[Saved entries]

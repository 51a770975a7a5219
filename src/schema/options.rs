//! Context declaration options.

use crate::error::{Error, Result};
use crate::model::Taggable;
use serde_json::Value;
use std::any::Any;
use std::fmt;
use std::sync::Arc;
use tracing::debug;

type PerRecordFn = dyn Fn(&dyn Any) -> Option<usize> + Send + Sync;

/// Maximum number of tags per record in one context.
#[derive(Clone)]
pub enum Limit {
    /// Same limit for every record.
    Fixed(usize),
    /// Limit derived from the owning record.
    ///
    /// The function must be pure: it runs at mutation time and again at
    /// validation time.
    PerRecord(Arc<PerRecordFn>),
}

impl Limit {
    /// Build a per-record limit for records of type `T`.
    pub fn per_record<T, F>(f: F) -> Self
    where
        T: Taggable,
        F: Fn(&T) -> usize + Send + Sync + 'static,
    {
        Self::PerRecord(Arc::new(move |record: &dyn Any| {
            record.downcast_ref::<T>().map(&f)
        }))
    }

    /// Evaluate the limit for `record`.
    ///
    /// Returns `None` when a per-record function does not accept the
    /// record's type.
    #[must_use]
    pub fn resolve(&self, record: &dyn Any) -> Option<usize> {
        match self {
            Self::Fixed(n) => Some(*n),
            Self::PerRecord(f) => f(record),
        }
    }

    fn same_as(&self, other: &Self) -> bool {
        match (self, other) {
            (Self::Fixed(a), Self::Fixed(b)) => a == b,
            (Self::PerRecord(a), Self::PerRecord(b)) => Arc::ptr_eq(a, b),
            _ => false,
        }
    }
}

impl fmt::Debug for Limit {
    fn fmt(&self, f: &mut fmt::Formatter<'_>) -> fmt::Result {
        match self {
            Self::Fixed(n) => write!(f, "Fixed({n})"),
            Self::PerRecord(_) => f.write_str("PerRecord(..)"),
        }
    }
}

/// Options for one `declare` call.
///
/// Defaults: default transformer, local scope, no restriction, no limit,
/// case-sensitive matching, no counter cache, derived table names.
#[derive(Debug, Clone)]
pub struct ContextOptions {
    pub transformer: Option<String>,
    pub shared: bool,
    pub restrict_to_existing: bool,
    pub limit: Option<Limit>,
    pub case_sensitive: bool,
    pub counter_cache: bool,
    pub tag_table: Option<String>,
    pub tagging_table: Option<String>,
}

impl Default for ContextOptions {
    fn default() -> Self {
        Self {
            transformer: None,
            shared: false,
            restrict_to_existing: false,
            limit: None,
            case_sensitive: true,
            counter_cache: false,
            tag_table: None,
            tagging_table: None,
        }
    }
}

impl ContextOptions {
    #[must_use]
    pub fn new() -> Self {
        Self::default()
    }

    #[must_use]
    pub fn transformer(mut self, id: &str) -> Self {
        self.transformer = Some(id.to_string());
        self
    }

    /// Store tags in the global tables shared by every opted-in type.
    #[must_use]
    pub fn shared(mut self) -> Self {
        self.shared = true;
        self
    }

    #[must_use]
    pub fn restrict_to_existing(mut self) -> Self {
        self.restrict_to_existing = true;
        self
    }

    #[must_use]
    pub fn limit(mut self, max: usize) -> Self {
        self.limit = Some(Limit::Fixed(max));
        self
    }

    #[must_use]
    pub fn limit_with(mut self, limit: Limit) -> Self {
        self.limit = Some(limit);
        self
    }

    #[must_use]
    pub fn case_insensitive(mut self) -> Self {
        self.case_sensitive = false;
        self
    }

    #[must_use]
    pub fn counter_cache(mut self) -> Self {
        self.counter_cache = true;
        self
    }

    #[must_use]
    pub fn tag_table(mut self, table: &str) -> Self {
        self.tag_table = Some(table.to_string());
        self
    }

    #[must_use]
    pub fn tagging_table(mut self, table: &str) -> Self {
        self.tagging_table = Some(table.to_string());
        self
    }

    /// Parse options from a JSON object.
    ///
    /// Recognized keys: `transformer`, `shared` (aliases `polymorphic`,
    /// `global`), `restrict_to_existing`, `limit`, `case_sensitive`,
    /// `counter_cache`, `tag_table`, `tagging_table`, and the class-name
    /// forms `tag_class_name` / `tagging_class_name` which are tableized.
    /// Unknown keys are ignored.
    ///
    /// # Errors
    ///
    /// Returns a configuration error when a recognized key has the wrong type.
    pub fn from_json(value: &Value) -> Result<Self> {
        let mut options = Self::default();
        let Some(map) = value.as_object() else {
            if value.is_null() {
                return Ok(options);
            }
            return Err(Error::Configuration(format!(
                "context options must be an object, got {value}"
            )));
        };

        for (key, value) in map {
            match key.as_str() {
                "transformer" => options.transformer = Some(expect_str(key, value)?.to_string()),
                "shared" | "polymorphic" | "global" => options.shared = expect_bool(key, value)?,
                "restrict_to_existing" => options.restrict_to_existing = expect_bool(key, value)?,
                "case_sensitive" => options.case_sensitive = expect_bool(key, value)?,
                "counter_cache" => options.counter_cache = expect_bool(key, value)?,
                "limit" => {
                    options.limit = match value {
                        Value::Null => None,
                        _ => Some(Limit::Fixed(expect_usize(key, value)?)),
                    };
                }
                "tag_table" => options.tag_table = Some(expect_str(key, value)?.to_string()),
                "tagging_table" => {
                    options.tagging_table = Some(expect_str(key, value)?.to_string());
                }
                "tag_class_name" => {
                    options.tag_table = Some(crate::inflect::tableize(expect_str(key, value)?));
                }
                "tagging_class_name" => {
                    options.tagging_table =
                        Some(crate::inflect::tableize(expect_str(key, value)?));
                }
                other => debug!(option = other, "Ignoring unknown context option"),
            }
        }

        Ok(options)
    }
}

fn expect_bool(key: &str, value: &Value) -> Result<bool> {
    value
        .as_bool()
        .ok_or_else(|| Error::Configuration(format!("option '{key}' must be a boolean")))
}

fn expect_str<'a>(key: &str, value: &'a Value) -> Result<&'a str> {
    value
        .as_str()
        .ok_or_else(|| Error::Configuration(format!("option '{key}' must be a string")))
}

fn expect_usize(key: &str, value: &Value) -> Result<usize> {
    value
        .as_u64()
        .and_then(|n| usize::try_from(n).ok())
        .ok_or_else(|| {
            Error::Configuration(format!("option '{key}' must be a non-negative integer"))
        })
}

/// Structural equality used to detect conflicting re-declarations.
pub(crate) fn limits_match(a: Option<&Limit>, b: Option<&Limit>) -> bool {
    match (a, b) {
        (None, None) => true,
        (Some(a), Some(b)) => a.same_as(b),
        _ => false,
    }
}
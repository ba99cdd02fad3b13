//! Session driver.
//!
//! Wires a [`core::GameEngine`] to a keyboard ([`input::KeySource`]), a display
//! ([`term::Screen`]) and a clock ([`Pacer`]). Every collaborator is a type
//! parameter, so a whole session can run headless with scripted keys, a
//! recording screen and a pacer that never sleeps.

pub mod game_loop;
pub mod pacer;

pub use tui_racer_core as core;
pub use tui_racer_input as input;
pub use tui_racer_term as term;
pub use tui_racer_types as types;

pub use game_loop::{GameLoop, Outcome, SessionSummary, WELCOME};
pub use pacer::{Pacer, RecordingPacer, ThreadPacer};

_WHAT THE EXERCISE ASKS_
The answer must hold exactly the lines of the entries above, from the first line through the line that contains "record.downcast_ref::<T>().map(&f)", and no others.

_OUTPUT FOR THIS TASK_
repository 51a770975a7a5219
filename src/schema/options.rs
//! Context declaration options.

use crate::error::{Error, Result};
use crate::model::Taggable;
use serde_json::Value;
use std::any::Any;
use std::fmt;
use std::sync::Arc;
use tracing::debug;

type PerRecordFn = dyn Fn(&dyn Any) -> Option<usize> + Send + Sync;

/// Maximum number of tags per record in one context.
#[derive(Clone)]
pub enum Limit {
    /// Same limit for every record.
    Fixed(usize),
    /// Limit derived from the owning record.
    ///
    /// The function must be pure: it runs at mutation time and again at
    /// validation time.
    PerRecord(Arc<PerRecordFn>),
}

impl Limit {
    /// Build a per-record limit for records of type `T`.
    pub fn per_record<T, F>(f: F) -> Self
    where
        T: Taggable,
        F: Fn(&T) -> usize + Send + Sync + 'static,
    {
        Self::PerRecord(Arc::new(move |record: &dyn Any| {
            record.downcast_ref::<T>().map(&f)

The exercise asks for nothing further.